The Secret US-Russia Deal’s Global Impact

The recent Wall Street Journal article about the background business incentives for a peace deal over Ukraine has the world abuzz. Published on November 28 and titled “Make Money Not War: Trump’s Real Plan For Peace in Ukraine” carries the subhead ‘The Kremlin pitched the White House on peace through business. To Europe’s dismay, the President and his envoy are on board’. The headlines are rather (but not entirely) off-center, as headlines often are, by suggesting that the chief issue is Europe. Yet much of the noise has come from domestic US outrage. This column’s remit has always been global geopolitics and it will be this time. But a quick outline of context is exigent.

Briefly, the long article asserts that discreet meetings over several months between top US and Russian officials shaped out an agreement where, in exchange for the two sides effecting peace in Ukraine, US companies got exclusive rights to energy, raw materials, and strategic metals mining across Russia and in the Arctic. US companies would lead the investment in reconstruction there and in Ukraine to become the “commercial guarantors of peace”. Frozen Russian assets in European banks play a big role – they help fund the ventures. The article covers various political flashpoints such as conflicts of interest, sanctioned Russians entering the US for meetings – many others conducted rather secretly abroad through businessmen. European and British intelligence conduits, it seems, leaked the otherwise closely held information on the process.

The article also points out that the overarching idea is consistent with President Trump’s world view, burying old hatreds via profits for all concerned. As this columnist argued in the Washington Examiner some months back (“Trump’s Modest Proposal On Gaza”) the President’s vision (not just in Gaza) is that identity gets freed from indigeneity. Eventually, everybody will have shares in real estate everywhere around the world. They will be richer attached to their shares rather than a particular land. Trump has already applied the formula to great effect in the Armenia-Azerbaijan peace deal by offering wealth of business under American security guarantees. The problem is that humans tend to revere their roots of place and landscapes of home – over profits. And here’s the rub: Ukrainians will reject the notion of profiting from territory forcibly taken by Russia.

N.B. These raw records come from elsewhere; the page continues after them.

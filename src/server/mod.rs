use crate::config::Config;
use crate::state::JobQueue;
use anyhow::{Context, Result};
use axum::{extract::State, response::IntoResponse, routing::get, Json, Router};
use std::net::SocketAddr;
use std::sync::Arc;
use tokio::signal;
use tower_http::trace::TraceLayer;

pub mod routes_webhook;

/// Shared application context
#[derive(Clone)]
pub struct AppContext {
    pub queue: Arc<JobQueue>,
    pub config: Arc<Config>,
}

/// Create the Axum router with all routes
pub fn create_router(ctx: AppContext) -> Router {
    Router::new()
        .route("/health", get(health_check))
        .merge(routes_webhook::webhook_routes())
        .layer(TraceLayer::new_for_http())
        .with_state(ctx)
}

async fn health_check(State(ctx): State<AppContext>) -> impl IntoResponse {
    Json(serde_json::json!({
        "status": "ok",
        "queued": ctx.queue.pending_len(),
        "busy": ctx.queue.is_busy(),
    }))
}

/// Start the HTTP server
pub async fn start_server(config: Arc<Config>, queue: Arc<JobQueue>) -> Result<()> {
    let addr: SocketAddr = format!("{}:{}", config.server.host, config.server.port)
        .parse()
        .context("Invalid server address")?;

    let app = create_router(AppContext { queue, config });

    tracing::info!("Starting server on {}", addr);

    let listener = tokio::net::TcpListener::bind(addr)
        .await
        .with_context(|| format!("Failed to bind {}", addr))?;

    axum::serve(listener, app)
        .with_graceful_shutdown(shutdown_signal())
        .await?;

    tracing::info!("Server shutdown complete");
    Ok(())
}

async fn shutdown_signal() {
    let ctrl_c = async {
        match signal::ctrl_c().await {
            Ok(()) => {}
            Err(e) => {
                tracing::error!("Failed to install Ctrl+C handler: {}", e);
                std::future::pending::<()>().await;
            }
        }
    };

    #[cfg(unix)]
    let terminate = async {
        match signal::unix::signal(signal::unix::SignalKind::terminate()) {
            Ok(mut sig) => {
                sig.recv().await;
            }
            Err(e) => {
                tracing::error!("Failed to install SIGTERM handler: {}", e);
                std::future::pending::<()>().await;
            }
        }
    };

    #[cfg(not(unix))]
    let terminate = std::future::pending::<()>();

    tokio::select! {
        _ = ctrl_c => {},
        _ = terminate => {},
    }

    tracing::info!("Shutdown signal received");
}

But that’s merely one hurdle, albeit a big one. With all the documented human rights violations charged against Moscow – the kidnapping of children, flattening of families in apartments, execution of soldiers and the like – asking Ukrainians to let go and get rich and forget,,, seems implausible. Especially as they have always dreamed of becoming European. Yet, another sharp problem here comes down to drawing the demarcation lines and the legal status of Russian occupied territory. Moscow has essentially absorbed temporarily occupied zones such as Georgia’s breakaway regions like Abkhazia over time. Ukrainians know that full well. So they know upfront they’re ceding land for money – to someone they consider a blood-soaked war criminal. Which is why they’re so committed to a European future, precisely to leave behind such a long history of moral violations attached to the legacy of Moscow’s patronage.

Above all they do not believe that Putin will stop at the demarcation lines. American investment and security guarantees won’t suffice for them. The West invested heavily in post-Soviet energy infrastructure and it didn’t stop the Kremlin from aggression abroad. In fact, it had the opposite effect where oil companies and banks exerted pressure to prevent sanctions. Ultimately, slowly expanding occupation lines and regime control imposed by Moscow in Ukraine will not be disincentivized by US security guarantees because Putin knows he holds the investments hostage rather than the other way around. Nothing he does will trigger a wholesale sacrifice by outside corporations of their massive investments. That too is something Ukrainians know.

According to the WSJ article, the broad outlines of the strategic deal leave out Europe explicitly and China implicitly. The first is virtually unprecedented since America’s founding, and the second is a reversal of broad policy since Nixon drove a wedge between Moscow and Beijing. That reversal has quietly been Putin’s strategic dream for years in his struggle to return Russia to its peak Cold War power status. It aims to isolate the West from China while leaving Moscow free to dominate the two via separate deals with both, not least via the Shanghai Cooperation Organization. Neither Europe nor China will take this lying down of course. The Europeans have already retaliated by leaking the project. Abandoned to Putin’s designs, sadly, the EU is not sufficiently unified to present a full-scale obstacle going forward. As for China, the Russians are unlikely to oppose its moves on Taiwan – or the rest of East Asia. They will be happy for any confrontation between Washington and Beijing.